Banks agree new FSA code for reporting
THE MAJOR UK-based banks have agreed to implement a new code for financial reporting which aims to address investor concerns over the disclosure of complex, risky products.
The Financial Services Authority (FSA) yesterday confirmed that the institutions – including bailed-out banks Lloyds Banking Group and Royal Bank of Scotland – have agreed to apply the code to their 2009 year-end accounts.
The FSA said the code formed part of proposals designed to “enhance investors’ confidence” in financial reporting following the financial crisis, and to help them “compare and contrast banks’ performance”.
The code focuses on increasing the comparability of financial reports – both to other banks’ reports and over time – and reducing their complexity by removing detail and language which makes them unnecessarily difficult to understand.

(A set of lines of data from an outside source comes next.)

// src/progress.rs
/// Progress reporting for multi-request operations (loading a state's sites).
/// The terminal session implements this to print "Fetching" lines.
pub trait Progress {
    /// Called at the start with the total number of items.
    fn begin(&mut self, _total: usize) {}

    /// Free-form status line for human eyes.
    fn log(&mut self, _msg: &str) {}

    /// Called when one item (a site detail page) has been fetched. `index` is 0-based.
    fn item_done(&mut self, _index: usize) {}

    /// Called at the end, successful or not.
    fn finish(&mut self) {}
}
// src/core/mod.rs

pub mod html;
pub mod net;
pub mod sanitize;

pub use net::{Fetch, HttpClient, StaticPages};
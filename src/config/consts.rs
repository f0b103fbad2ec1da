// src/config/consts.rs

// NPS site
pub const NPS_BASE_URL: &str = "https://www.nps.gov";
pub const NPS_HOME_PATH: &str = "/index.htm";

// Places API
pub const PLACES_ENDPOINT: &str = "http://www.mapquestapi.com/search/v2/radius";
pub const PLACES_RADIUS: u32 = 10;
pub const PLACES_MAX_MATCHES: u32 = 10;

// Sentinels for missing place fields
pub const NO_CATEGORY: &str = "no category";
pub const NO_ADDRESS: &str = "no address";
pub const NO_CITY: &str = "no city";

// Environment
pub const ENV_API_KEY: &str = "MAPQUEST_API_KEY";
pub const ENV_NPS_BASE_URL: &str = "NPS_BASE_URL";
pub const ENV_PLACES_ENDPOINT: &str = "MAPQUEST_ENDPOINT";

// Net
pub const HTTP_TIMEOUT_SECS: u64 = 15;
pub const USER_AGENT: &str = concat!("nps_scrape/", env!("CARGO_PKG_VERSION"));

// Logging
pub const LOG_DIR: &str = ".store";
pub const LOG_FILE: &str = "debug.log";
pub const LOG_FILTER: &str = "nps_scrape=debug";
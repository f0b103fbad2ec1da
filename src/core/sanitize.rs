// src/core/sanitize.rs

/// Collapse runs of whitespace to a single space and trim.
pub fn normalize_ws(s: &str) -> String {
    let mut out = String::with_capacity(s.len());
    let mut prev_space = false;
    for ch in s.chars() {
        if ch.is_whitespace() {
            if !prev_space { out.push(' '); prev_space = true; }
        } else { out.push(ch); prev_space = false; }
    }
    out.trim().to_string()
}

/// Terminal input as the session compares it: whitespace-normalized.
pub fn normalize_input(s: &str) -> String {
    normalize_ws(s)
}

/// Case-insensitive key for state names.
pub fn state_key(name: &str) -> String {
    normalize_ws(name).to_lowercase()
}

/// A 1-based menu pick. Digits only; no sign, no whitespace inside.
pub fn parse_menu_number(s: &str) -> Option<usize> {
    if s.is_empty() || !s.bytes().all(|b| b.is_ascii_digit()) {
        return None;
    }
    s.parse().ok()
}
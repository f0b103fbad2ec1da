// src/data.rs
//! Records produced by the scrapers and the places query.
use std::collections::HashMap;
use std::fmt;

use url::Url;

use crate::core::sanitize::state_key;

/// One national site as shown on its detail page.
#[derive(Clone, Debug, PartialEq, Eq)]
pub struct Site {
    /// Designation label, e.g. "National Park". Some sites have none.
    pub category: String,
    pub name: String,
    /// "City, Region"
    pub address: String,
    /// "49931" or "82190-0168"
    pub postal_code: String,
    pub phone: String,
}

impl Site {
    /// Listing line: `Isle Royale (National Park): Houghton, MI 49931`
    pub fn info(&self) -> String {
        format!("{} ({}): {} {}", self.name, self.category, self.address, self.postal_code)
    }
}

/// Absolute URL of a site's detail page.
#[derive(Clone, Debug, PartialEq, Eq)]
pub struct SiteLocator(pub Url);

impl SiteLocator {
    pub fn as_str(&self) -> &str {
        self.0.as_str()
    }
}

impl fmt::Display for SiteLocator {
    fn fmt(&self, f: &mut fmt::Formatter<'_>) -> fmt::Result {
        f.write_str(self.as_str())
    }
}

#[derive(Clone, Debug, PartialEq, Eq)]
pub struct StateEntry {
    /// Name as printed on the home page, e.g. "Michigan".
    pub name: String,
    /// Listing page, e.g. `https://www.nps.gov/state/mi/index.htm`.
    pub url: Url,
}

/// State name → listing page. Keys are stored lowercased, so lookups are
/// case-insensitive.
#[derive(Clone, Debug, Default, PartialEq, Eq)]
pub struct StateDirectory {
    entries: HashMap<String, StateEntry>,
}

impl StateDirectory {
    pub fn from_entries<I>(entries: I) -> Self
    where
        I: IntoIterator<Item = StateEntry>,
    {
        let entries = entries
            .into_iter()
            .map(|e| (state_key(&e.name), e))
            .collect();
        Self { entries }
    }

    pub fn lookup(&self, name: &str) -> Option<&StateEntry> {
        self.entries.get(&state_key(name))
    }

    pub fn len(&self) -> usize {
        self.entries.len()
    }

    pub fn is_empty(&self) -> bool {
        self.entries.is_empty()
    }

    /// Lowercased key → listing URL.
    pub fn urls(&self) -> HashMap<String, String> {
        self.entries
            .iter()
            .map(|(k, e)| (k.clone(), s!(e.url.as_str())))
            .collect()
    }
}

/// A point of interest near a site. Missing API fields are already replaced
/// by their sentinels.
#[derive(Clone, Debug, PartialEq, Eq)]
pub struct NearbyPlace {
    pub name: String,
    pub category: String,
    pub address: String,
}

impl fmt::Display for NearbyPlace {
    fn fmt(&self, f: &mut fmt::Formatter<'_>) -> fmt::Result {
        write!(f, "- {} ({}) : {}", self.name, self.category, self.address)
    }
}
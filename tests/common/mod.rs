// tests/common/mod.rs
#![allow(dead_code)]

use nps_scrape::config::AppOptions;
use nps_scrape::config::consts::PLACES_ENDPOINT;
use nps_scrape::core::StaticPages;

pub const HOME: &str = include_str!("../fixtures/home.html");
pub const STATE_MI: &str = include_str!("../fixtures/state_mi.html");
pub const ISRO: &str = include_str!("../fixtures/site_isro.html");
pub const SLBE: &str = include_str!("../fixtures/site_slbe.html");
pub const NO_ZIP: &str = include_str!("../fixtures/site_no_zip.html");
pub const NEARBY: &str = include_str!("../fixtures/nearby.json");

pub const HOME_URL: &str = "https://www.nps.gov/index.htm";
pub const MI_URL: &str = "https://www.nps.gov/state/mi/index.htm";
pub const ISRO_URL: &str = "https://www.nps.gov/isro/";
pub const SLBE_URL: &str = "https://www.nps.gov/slbe/";

pub fn options() -> AppOptions {
    AppOptions::from_lookup(|key| (key == "MAPQUEST_API_KEY").then(|| "test-key".to_string()))
        .expect("options")
}

/// Home page, Michigan with two sites, and the places endpoint.
pub fn michigan() -> StaticPages {
    StaticPages::new()
        .with(HOME_URL, HOME)
        .with(MI_URL, STATE_MI)
        .with(ISRO_URL, ISRO)
        .with(SLBE_URL, SLBE)
        .with(PLACES_ENDPOINT, NEARBY)
}

/// Value of `key` in the recorded query, if present.
pub fn query_value<'a>(query: &'a [(String, String)], key: &str) -> Option<&'a str> {
    query.iter().find(|(k, _)| k == key).map(|(_, v)| v.as_str())
}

The Institute of Chartered Accountants in England and Wales (ICAEW) welcomed the proposal, but warned of the dangers of standardising financial reports too much.
“The difficulty is that different banks have different business models,” said the ICAEW head of financial services faculty Iain Coke. “It’s about getting a balance between telling a story about the business and getting everyone to report in the same way.”
The FSA worked with institutions and the British Bankers’ Association to develop the code, and is now entering a consultation period. It has set out two possible approaches to enhance the disclosure, a “template” approach – which would involve institutions providing reports in a pre-defined format – or a more flexible “code” approach.
But the FSA, led by chief executive Hector Sants, fell short of recommending that banks should give full quarterly reports.